● Exercise instructions
Below are the records; how many of their lines contain "RunOptions"? Reply only with that figure.

───

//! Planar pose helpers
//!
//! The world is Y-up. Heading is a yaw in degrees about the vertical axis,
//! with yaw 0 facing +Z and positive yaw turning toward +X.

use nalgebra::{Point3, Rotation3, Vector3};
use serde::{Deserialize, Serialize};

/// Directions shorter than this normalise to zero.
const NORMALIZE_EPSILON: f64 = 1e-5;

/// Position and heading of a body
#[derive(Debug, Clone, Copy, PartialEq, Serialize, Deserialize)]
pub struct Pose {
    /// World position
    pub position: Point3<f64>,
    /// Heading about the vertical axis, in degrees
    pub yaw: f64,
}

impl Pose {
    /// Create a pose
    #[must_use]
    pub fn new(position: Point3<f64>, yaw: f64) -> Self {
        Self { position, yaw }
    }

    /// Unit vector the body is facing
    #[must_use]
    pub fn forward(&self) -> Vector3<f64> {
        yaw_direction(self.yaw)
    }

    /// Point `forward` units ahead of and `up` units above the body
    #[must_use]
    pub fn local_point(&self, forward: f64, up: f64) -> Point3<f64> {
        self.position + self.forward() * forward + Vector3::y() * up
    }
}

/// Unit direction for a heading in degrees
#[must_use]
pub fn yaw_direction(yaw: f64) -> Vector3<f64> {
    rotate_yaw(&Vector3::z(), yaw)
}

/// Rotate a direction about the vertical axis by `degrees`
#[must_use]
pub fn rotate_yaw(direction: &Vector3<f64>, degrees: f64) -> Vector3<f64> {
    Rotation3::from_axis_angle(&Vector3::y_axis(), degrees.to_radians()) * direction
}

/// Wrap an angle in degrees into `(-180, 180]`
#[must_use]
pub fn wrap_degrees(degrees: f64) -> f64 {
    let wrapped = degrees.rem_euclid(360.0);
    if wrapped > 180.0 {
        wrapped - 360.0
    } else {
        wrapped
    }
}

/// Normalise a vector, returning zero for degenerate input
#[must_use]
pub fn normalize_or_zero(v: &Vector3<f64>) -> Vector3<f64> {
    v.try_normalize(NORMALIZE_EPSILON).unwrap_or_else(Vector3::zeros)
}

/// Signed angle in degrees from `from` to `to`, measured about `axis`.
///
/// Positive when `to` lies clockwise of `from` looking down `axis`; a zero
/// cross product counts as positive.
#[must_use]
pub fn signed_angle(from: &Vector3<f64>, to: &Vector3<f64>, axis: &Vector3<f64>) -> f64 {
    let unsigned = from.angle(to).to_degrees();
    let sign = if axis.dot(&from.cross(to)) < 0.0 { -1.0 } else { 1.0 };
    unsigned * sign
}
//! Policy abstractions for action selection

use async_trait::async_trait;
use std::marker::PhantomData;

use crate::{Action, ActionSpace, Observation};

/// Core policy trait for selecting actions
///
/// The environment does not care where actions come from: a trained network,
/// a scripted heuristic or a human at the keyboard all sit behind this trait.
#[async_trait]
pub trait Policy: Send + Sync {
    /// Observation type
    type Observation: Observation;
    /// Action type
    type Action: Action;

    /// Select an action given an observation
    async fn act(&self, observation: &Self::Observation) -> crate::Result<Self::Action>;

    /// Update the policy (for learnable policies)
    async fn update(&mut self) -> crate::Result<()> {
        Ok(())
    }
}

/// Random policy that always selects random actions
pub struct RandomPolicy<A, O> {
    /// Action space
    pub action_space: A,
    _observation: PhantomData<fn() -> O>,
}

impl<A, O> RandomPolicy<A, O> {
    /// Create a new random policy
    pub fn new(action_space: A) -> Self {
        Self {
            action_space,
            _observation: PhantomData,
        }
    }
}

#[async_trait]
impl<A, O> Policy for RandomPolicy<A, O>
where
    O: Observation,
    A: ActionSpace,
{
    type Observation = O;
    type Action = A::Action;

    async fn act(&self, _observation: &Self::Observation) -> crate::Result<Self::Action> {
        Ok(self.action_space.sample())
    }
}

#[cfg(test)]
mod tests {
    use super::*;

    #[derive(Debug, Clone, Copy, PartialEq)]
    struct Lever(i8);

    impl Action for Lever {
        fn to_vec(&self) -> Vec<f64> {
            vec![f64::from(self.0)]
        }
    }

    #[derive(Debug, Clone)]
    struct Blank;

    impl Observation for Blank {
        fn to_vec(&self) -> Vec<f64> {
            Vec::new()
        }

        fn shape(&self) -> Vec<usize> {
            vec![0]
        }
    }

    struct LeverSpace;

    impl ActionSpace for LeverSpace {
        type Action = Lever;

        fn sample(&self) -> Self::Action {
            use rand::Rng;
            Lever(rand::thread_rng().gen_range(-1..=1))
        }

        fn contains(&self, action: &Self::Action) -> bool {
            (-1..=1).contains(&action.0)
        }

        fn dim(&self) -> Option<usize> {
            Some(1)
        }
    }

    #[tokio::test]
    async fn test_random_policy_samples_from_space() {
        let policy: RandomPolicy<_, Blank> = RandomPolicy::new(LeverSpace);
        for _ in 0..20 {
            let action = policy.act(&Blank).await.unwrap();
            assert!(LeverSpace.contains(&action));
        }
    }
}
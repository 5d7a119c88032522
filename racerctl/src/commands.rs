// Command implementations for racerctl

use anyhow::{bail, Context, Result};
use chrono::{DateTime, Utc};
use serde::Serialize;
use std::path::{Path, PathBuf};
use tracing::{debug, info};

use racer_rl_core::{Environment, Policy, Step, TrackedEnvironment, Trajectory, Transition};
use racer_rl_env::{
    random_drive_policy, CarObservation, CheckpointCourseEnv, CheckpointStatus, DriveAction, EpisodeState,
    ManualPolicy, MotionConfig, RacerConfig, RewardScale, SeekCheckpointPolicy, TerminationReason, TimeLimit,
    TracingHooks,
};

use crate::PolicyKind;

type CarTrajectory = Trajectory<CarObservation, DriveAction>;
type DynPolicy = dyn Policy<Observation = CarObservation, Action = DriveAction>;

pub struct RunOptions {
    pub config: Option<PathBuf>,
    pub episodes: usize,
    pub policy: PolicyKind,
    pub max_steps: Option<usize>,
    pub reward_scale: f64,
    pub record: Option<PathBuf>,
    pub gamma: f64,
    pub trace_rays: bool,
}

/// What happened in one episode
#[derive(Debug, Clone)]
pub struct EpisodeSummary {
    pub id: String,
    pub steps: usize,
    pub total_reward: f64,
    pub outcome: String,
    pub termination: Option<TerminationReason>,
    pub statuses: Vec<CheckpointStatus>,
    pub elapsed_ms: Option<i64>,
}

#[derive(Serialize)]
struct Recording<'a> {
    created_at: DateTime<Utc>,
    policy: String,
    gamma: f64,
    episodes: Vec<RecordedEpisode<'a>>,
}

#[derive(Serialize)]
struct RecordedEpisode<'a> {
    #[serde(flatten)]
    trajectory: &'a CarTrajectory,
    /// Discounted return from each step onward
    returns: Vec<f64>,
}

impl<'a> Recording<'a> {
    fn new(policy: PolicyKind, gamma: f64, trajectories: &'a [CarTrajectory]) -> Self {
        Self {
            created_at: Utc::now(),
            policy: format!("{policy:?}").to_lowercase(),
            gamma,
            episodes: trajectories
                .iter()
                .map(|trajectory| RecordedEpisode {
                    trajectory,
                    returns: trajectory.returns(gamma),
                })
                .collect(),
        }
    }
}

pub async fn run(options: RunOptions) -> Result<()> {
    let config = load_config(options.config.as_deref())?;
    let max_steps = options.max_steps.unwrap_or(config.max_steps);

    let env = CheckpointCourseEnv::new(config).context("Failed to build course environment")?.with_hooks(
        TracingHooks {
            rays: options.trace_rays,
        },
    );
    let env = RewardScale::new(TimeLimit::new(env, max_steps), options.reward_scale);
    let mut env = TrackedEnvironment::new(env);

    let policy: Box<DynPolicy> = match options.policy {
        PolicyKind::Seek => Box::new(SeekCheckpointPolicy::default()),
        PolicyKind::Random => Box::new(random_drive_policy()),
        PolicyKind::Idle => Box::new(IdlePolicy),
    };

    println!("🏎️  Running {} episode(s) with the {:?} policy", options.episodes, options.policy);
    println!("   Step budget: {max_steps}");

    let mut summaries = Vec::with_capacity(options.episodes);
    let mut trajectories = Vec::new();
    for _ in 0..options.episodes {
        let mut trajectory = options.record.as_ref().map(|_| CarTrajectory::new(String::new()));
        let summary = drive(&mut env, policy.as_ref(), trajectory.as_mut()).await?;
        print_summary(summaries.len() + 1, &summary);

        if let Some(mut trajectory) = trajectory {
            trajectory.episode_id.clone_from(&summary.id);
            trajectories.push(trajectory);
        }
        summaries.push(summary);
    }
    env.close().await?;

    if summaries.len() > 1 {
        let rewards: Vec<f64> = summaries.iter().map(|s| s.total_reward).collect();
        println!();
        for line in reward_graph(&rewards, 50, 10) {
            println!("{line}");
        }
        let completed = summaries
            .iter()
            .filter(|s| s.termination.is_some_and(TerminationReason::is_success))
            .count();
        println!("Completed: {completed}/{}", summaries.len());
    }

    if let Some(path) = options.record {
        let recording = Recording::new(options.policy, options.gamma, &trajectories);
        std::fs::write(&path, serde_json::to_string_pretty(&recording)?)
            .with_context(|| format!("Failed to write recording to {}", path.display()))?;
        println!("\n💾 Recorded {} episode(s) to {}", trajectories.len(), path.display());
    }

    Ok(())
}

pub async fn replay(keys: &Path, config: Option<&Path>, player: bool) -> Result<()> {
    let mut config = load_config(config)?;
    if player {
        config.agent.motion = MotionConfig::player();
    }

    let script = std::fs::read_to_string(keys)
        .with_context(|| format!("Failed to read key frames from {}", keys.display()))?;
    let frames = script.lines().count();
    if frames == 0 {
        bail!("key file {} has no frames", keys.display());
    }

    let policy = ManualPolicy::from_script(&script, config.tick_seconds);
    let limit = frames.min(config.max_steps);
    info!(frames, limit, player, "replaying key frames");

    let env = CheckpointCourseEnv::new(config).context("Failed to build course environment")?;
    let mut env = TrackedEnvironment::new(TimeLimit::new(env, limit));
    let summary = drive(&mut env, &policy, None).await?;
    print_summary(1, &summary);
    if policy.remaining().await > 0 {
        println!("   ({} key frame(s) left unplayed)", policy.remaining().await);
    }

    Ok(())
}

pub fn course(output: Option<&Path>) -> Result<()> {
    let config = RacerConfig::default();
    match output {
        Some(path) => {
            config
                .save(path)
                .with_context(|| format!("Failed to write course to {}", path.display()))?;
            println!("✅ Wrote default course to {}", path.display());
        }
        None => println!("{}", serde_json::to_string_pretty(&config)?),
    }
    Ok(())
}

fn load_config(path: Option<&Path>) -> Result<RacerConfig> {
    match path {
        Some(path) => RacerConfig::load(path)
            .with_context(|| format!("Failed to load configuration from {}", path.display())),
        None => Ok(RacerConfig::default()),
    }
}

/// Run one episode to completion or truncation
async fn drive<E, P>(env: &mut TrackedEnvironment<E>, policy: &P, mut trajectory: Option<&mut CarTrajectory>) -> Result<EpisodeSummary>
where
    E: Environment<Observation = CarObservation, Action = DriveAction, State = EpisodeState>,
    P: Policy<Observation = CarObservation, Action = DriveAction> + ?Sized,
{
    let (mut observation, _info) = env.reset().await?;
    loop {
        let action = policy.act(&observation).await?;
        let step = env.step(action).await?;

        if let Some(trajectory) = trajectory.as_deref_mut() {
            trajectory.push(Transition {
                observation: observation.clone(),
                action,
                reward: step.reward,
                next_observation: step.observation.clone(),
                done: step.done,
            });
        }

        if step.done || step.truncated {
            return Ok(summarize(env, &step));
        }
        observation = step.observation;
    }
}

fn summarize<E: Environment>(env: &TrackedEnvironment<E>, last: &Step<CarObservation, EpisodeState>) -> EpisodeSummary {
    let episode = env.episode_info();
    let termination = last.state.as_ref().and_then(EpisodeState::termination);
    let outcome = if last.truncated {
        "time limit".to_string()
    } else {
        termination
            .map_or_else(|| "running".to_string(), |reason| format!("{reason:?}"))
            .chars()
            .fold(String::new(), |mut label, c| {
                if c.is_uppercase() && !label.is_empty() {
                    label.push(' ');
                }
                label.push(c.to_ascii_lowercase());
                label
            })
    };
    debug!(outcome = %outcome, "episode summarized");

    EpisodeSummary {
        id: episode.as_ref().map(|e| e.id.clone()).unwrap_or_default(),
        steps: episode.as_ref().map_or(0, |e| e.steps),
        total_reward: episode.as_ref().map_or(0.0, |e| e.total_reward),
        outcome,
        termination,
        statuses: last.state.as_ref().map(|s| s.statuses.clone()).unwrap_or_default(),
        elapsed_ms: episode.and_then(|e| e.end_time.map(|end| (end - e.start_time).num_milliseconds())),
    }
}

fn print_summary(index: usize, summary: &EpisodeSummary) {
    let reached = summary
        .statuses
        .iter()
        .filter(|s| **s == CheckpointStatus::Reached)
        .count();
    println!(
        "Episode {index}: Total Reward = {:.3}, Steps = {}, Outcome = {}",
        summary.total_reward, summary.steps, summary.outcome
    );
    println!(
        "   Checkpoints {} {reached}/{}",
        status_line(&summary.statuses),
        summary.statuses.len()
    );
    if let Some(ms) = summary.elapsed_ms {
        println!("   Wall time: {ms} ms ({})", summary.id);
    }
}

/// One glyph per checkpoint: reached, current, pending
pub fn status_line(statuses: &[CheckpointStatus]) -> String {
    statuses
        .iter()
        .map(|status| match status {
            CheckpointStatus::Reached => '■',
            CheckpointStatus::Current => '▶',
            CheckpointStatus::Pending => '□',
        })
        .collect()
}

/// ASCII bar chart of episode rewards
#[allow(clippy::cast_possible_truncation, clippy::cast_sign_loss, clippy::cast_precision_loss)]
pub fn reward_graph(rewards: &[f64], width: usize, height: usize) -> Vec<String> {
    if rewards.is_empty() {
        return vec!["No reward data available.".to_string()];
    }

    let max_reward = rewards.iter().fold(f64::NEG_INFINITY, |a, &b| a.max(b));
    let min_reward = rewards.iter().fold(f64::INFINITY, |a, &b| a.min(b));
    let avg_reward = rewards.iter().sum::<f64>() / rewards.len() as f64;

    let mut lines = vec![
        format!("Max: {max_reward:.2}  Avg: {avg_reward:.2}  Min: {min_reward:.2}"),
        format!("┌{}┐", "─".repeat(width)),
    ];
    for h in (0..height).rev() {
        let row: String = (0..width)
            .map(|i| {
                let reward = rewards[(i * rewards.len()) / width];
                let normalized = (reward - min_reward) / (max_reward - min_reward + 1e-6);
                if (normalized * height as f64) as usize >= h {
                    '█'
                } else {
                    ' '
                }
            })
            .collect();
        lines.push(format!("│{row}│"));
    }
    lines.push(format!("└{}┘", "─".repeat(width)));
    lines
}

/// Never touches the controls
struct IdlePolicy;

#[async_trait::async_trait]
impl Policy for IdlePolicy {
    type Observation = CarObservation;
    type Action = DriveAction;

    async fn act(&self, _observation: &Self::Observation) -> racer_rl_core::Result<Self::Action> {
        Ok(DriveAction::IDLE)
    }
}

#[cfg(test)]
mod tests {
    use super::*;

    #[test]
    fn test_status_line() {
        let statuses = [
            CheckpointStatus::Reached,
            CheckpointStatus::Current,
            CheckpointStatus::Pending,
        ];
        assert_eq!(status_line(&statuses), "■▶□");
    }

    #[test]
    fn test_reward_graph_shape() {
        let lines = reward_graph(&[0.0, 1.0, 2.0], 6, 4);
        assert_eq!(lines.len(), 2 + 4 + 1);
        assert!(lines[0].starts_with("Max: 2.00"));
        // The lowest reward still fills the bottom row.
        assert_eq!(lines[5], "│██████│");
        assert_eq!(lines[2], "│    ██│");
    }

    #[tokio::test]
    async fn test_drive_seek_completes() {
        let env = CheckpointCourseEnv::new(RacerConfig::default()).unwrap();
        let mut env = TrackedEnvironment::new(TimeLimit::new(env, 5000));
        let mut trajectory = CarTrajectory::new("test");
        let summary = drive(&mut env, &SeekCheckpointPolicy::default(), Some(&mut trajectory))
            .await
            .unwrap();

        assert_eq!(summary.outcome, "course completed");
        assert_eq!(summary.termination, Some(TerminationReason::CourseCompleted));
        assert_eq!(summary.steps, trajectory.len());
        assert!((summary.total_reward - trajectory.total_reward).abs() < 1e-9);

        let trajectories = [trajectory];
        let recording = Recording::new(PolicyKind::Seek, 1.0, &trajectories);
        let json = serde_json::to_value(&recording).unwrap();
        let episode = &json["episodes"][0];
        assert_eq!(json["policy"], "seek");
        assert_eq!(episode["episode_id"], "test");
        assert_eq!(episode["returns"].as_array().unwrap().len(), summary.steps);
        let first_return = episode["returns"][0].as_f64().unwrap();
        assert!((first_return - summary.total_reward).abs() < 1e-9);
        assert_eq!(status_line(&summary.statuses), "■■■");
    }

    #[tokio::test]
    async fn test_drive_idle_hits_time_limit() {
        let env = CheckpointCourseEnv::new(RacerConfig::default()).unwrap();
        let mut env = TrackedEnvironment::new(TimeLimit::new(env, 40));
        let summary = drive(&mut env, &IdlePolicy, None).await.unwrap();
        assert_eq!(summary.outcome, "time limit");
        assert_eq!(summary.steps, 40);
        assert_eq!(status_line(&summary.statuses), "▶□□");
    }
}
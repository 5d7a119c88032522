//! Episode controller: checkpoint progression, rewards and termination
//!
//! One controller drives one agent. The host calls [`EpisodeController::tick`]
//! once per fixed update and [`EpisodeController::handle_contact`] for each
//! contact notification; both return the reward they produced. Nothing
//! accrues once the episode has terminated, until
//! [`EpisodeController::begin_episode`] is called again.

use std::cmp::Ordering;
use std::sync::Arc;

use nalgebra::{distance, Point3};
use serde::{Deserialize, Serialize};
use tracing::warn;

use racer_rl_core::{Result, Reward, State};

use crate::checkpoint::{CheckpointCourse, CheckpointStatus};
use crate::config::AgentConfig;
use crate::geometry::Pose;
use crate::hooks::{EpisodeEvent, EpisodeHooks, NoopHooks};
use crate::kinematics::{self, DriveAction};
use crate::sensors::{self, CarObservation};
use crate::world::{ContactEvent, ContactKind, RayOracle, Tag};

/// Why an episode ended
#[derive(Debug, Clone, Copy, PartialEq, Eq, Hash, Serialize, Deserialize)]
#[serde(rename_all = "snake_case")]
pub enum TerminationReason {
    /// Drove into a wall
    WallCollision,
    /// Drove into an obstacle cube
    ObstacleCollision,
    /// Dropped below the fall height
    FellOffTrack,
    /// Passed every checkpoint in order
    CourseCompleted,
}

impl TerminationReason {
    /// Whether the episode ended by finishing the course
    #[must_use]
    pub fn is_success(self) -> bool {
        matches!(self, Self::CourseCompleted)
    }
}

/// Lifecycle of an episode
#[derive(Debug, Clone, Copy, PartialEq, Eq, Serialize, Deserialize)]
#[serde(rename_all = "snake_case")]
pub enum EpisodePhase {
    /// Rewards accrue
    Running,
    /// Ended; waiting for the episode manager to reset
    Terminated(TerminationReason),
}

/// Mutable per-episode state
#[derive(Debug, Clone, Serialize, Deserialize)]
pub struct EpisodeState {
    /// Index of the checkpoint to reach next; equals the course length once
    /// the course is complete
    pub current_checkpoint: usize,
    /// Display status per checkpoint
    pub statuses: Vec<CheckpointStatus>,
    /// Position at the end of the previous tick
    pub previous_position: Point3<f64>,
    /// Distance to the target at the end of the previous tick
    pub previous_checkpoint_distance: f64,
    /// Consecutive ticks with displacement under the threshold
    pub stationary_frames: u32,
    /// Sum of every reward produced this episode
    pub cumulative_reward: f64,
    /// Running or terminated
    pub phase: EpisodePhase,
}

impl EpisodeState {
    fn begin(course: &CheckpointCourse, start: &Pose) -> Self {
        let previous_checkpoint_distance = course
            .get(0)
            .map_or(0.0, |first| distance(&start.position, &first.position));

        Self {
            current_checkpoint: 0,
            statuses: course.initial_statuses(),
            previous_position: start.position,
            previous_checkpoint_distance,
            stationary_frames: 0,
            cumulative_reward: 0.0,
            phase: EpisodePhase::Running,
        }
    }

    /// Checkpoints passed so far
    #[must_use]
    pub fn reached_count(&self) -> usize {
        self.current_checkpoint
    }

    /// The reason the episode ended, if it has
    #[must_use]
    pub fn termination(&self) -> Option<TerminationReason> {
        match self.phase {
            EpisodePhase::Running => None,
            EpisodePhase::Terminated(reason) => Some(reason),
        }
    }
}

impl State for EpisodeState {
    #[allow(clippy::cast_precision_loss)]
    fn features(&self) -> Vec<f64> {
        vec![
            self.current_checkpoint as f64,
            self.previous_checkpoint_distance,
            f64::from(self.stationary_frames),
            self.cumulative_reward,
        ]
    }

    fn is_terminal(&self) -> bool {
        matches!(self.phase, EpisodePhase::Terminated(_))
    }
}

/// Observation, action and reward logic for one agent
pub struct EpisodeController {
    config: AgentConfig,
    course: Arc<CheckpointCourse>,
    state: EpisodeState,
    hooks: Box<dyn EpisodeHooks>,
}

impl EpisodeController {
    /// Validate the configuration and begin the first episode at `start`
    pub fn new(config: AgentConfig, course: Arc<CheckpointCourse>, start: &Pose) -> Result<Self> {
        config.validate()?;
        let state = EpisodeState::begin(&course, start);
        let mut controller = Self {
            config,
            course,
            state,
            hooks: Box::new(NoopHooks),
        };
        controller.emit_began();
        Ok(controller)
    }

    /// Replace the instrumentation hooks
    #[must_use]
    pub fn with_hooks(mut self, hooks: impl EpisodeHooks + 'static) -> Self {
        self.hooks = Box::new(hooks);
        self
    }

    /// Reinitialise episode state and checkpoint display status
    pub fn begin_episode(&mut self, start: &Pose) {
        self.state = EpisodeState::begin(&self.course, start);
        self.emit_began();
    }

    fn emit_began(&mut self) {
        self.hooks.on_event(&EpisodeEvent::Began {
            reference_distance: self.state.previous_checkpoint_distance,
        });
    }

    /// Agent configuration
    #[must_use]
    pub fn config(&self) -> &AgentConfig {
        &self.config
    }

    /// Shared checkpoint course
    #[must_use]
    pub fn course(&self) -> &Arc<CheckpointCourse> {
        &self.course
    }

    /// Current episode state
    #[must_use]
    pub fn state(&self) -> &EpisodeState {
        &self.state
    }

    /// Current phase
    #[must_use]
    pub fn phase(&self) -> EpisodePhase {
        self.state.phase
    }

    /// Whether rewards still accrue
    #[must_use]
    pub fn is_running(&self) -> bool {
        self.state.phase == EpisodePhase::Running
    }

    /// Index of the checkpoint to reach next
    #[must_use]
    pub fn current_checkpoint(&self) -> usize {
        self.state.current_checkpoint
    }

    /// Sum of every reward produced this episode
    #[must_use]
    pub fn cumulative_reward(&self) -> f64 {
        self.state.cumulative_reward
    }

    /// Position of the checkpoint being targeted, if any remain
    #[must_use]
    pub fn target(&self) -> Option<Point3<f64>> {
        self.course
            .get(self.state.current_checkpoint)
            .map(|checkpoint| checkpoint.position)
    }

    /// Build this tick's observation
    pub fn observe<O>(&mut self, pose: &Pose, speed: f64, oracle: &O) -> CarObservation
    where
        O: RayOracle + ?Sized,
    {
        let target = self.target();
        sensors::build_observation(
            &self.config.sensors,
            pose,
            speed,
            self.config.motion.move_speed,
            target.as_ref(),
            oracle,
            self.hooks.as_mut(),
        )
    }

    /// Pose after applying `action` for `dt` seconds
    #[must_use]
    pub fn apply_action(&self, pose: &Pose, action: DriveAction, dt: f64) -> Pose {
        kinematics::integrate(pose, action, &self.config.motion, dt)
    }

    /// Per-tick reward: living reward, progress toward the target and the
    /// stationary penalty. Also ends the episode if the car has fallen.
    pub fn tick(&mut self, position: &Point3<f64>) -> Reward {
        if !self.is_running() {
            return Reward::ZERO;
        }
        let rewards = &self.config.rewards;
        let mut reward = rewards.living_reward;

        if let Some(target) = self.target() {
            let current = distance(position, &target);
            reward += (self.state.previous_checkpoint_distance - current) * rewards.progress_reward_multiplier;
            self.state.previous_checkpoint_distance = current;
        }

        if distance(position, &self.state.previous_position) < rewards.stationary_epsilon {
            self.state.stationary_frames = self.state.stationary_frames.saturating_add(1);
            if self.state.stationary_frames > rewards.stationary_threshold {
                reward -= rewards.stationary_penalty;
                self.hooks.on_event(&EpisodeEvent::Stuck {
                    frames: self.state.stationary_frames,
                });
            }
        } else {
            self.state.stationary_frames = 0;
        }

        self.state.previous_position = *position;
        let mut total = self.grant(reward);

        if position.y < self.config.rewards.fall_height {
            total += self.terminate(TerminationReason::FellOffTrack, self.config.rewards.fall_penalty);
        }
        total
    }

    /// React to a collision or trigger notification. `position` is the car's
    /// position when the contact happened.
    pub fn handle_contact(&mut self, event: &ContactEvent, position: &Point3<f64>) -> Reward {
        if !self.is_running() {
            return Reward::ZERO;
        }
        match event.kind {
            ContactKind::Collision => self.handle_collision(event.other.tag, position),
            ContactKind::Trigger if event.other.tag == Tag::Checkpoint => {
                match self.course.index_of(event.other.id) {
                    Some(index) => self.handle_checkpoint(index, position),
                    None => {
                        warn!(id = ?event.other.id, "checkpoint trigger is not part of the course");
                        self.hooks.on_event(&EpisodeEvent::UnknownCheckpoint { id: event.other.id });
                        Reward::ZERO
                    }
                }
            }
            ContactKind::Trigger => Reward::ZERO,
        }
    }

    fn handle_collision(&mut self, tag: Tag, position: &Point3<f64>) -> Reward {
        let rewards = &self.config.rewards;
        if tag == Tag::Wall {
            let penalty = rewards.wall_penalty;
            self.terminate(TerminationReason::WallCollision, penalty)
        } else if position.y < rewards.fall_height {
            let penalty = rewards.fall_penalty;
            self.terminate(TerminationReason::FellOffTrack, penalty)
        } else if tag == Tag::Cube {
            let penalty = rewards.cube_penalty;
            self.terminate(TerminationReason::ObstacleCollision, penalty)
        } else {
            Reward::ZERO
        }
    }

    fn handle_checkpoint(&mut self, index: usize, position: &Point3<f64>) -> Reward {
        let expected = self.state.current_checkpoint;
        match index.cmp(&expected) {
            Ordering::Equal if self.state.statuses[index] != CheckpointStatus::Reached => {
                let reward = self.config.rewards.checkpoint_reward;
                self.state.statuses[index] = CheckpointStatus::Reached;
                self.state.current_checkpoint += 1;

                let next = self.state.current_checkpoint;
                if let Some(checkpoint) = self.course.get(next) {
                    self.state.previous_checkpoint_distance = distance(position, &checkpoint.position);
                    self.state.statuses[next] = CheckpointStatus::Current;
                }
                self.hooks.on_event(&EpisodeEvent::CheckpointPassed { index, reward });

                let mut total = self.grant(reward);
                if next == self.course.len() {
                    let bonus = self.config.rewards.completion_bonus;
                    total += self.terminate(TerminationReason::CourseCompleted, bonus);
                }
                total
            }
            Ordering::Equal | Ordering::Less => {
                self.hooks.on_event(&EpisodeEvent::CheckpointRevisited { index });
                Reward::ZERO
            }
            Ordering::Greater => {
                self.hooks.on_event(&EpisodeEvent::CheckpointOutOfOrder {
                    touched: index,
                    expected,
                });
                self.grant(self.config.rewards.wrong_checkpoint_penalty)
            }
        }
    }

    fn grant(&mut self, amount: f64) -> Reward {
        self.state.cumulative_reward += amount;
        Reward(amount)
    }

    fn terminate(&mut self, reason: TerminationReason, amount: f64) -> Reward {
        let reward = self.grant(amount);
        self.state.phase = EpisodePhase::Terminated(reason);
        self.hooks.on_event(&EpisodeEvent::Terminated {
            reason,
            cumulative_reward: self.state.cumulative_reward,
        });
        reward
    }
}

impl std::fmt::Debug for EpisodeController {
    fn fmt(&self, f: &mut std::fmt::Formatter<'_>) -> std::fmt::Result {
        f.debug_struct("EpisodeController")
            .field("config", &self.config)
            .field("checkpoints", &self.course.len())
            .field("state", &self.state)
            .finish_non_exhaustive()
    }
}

───

● Answer to this exercise
2